- _Provided data_
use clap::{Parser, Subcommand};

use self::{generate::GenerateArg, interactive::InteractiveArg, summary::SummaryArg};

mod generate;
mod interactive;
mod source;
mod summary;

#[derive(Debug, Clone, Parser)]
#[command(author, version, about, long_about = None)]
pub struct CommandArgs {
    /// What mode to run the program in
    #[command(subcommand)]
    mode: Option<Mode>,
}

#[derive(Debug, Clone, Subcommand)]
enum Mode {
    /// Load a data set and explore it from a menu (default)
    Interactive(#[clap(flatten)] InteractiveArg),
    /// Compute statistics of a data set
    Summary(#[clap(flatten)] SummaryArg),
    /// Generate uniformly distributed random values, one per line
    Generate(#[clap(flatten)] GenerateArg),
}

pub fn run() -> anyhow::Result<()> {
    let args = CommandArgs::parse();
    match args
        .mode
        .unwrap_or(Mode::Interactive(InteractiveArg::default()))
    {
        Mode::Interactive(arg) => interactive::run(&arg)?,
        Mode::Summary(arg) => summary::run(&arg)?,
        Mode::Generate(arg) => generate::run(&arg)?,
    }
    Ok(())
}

* * *

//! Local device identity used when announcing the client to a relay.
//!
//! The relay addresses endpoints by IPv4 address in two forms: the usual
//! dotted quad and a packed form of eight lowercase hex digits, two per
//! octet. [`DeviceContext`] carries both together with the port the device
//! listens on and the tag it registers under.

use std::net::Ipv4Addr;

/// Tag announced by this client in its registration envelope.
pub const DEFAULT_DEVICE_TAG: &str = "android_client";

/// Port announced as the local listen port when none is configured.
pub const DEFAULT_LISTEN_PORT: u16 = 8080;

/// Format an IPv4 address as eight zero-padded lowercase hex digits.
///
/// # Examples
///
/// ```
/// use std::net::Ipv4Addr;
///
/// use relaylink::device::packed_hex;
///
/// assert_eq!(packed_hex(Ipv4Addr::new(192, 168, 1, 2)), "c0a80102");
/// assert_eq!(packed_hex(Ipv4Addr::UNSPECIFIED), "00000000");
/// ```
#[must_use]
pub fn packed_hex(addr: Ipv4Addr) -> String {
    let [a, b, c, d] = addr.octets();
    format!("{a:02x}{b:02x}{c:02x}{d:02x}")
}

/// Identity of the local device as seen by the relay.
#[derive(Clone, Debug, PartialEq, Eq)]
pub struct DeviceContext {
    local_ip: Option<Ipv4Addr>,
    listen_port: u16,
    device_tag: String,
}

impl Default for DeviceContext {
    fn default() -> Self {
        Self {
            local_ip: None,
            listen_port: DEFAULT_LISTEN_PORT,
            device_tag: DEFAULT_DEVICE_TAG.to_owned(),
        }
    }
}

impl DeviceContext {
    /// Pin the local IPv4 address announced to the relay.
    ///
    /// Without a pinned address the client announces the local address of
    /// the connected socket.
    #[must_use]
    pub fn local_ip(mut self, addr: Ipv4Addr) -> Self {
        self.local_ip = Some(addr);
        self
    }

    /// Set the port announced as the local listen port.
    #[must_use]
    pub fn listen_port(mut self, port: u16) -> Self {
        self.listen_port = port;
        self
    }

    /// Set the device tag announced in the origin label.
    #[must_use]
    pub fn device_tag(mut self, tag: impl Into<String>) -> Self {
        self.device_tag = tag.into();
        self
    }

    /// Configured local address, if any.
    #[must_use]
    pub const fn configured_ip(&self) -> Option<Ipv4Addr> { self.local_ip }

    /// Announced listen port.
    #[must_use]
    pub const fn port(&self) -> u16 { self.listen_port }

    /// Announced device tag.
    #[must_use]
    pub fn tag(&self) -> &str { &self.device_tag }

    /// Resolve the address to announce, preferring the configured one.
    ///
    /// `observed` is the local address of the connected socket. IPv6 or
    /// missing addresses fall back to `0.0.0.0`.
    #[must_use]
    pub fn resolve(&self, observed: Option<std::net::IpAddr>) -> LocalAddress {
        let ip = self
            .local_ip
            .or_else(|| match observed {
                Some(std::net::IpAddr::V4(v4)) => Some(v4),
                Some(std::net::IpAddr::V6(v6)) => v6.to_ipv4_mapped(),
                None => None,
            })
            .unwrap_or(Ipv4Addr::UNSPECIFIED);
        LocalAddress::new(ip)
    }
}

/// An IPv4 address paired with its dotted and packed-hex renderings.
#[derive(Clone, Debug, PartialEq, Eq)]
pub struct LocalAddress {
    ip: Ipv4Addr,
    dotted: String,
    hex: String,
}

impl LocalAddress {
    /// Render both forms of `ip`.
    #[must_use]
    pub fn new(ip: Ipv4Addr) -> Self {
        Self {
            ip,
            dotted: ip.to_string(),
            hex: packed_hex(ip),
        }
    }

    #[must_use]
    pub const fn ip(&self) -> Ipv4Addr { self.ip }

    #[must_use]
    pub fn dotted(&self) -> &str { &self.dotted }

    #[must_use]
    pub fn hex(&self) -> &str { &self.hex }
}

- _Exercise description_
Return all lines from the material that contain "DeviceContext".

- _Response to the exercise_
//! octet. [`DeviceContext`] carries both together with the port the device
pub struct DeviceContext {
impl Default for DeviceContext {
impl DeviceContext {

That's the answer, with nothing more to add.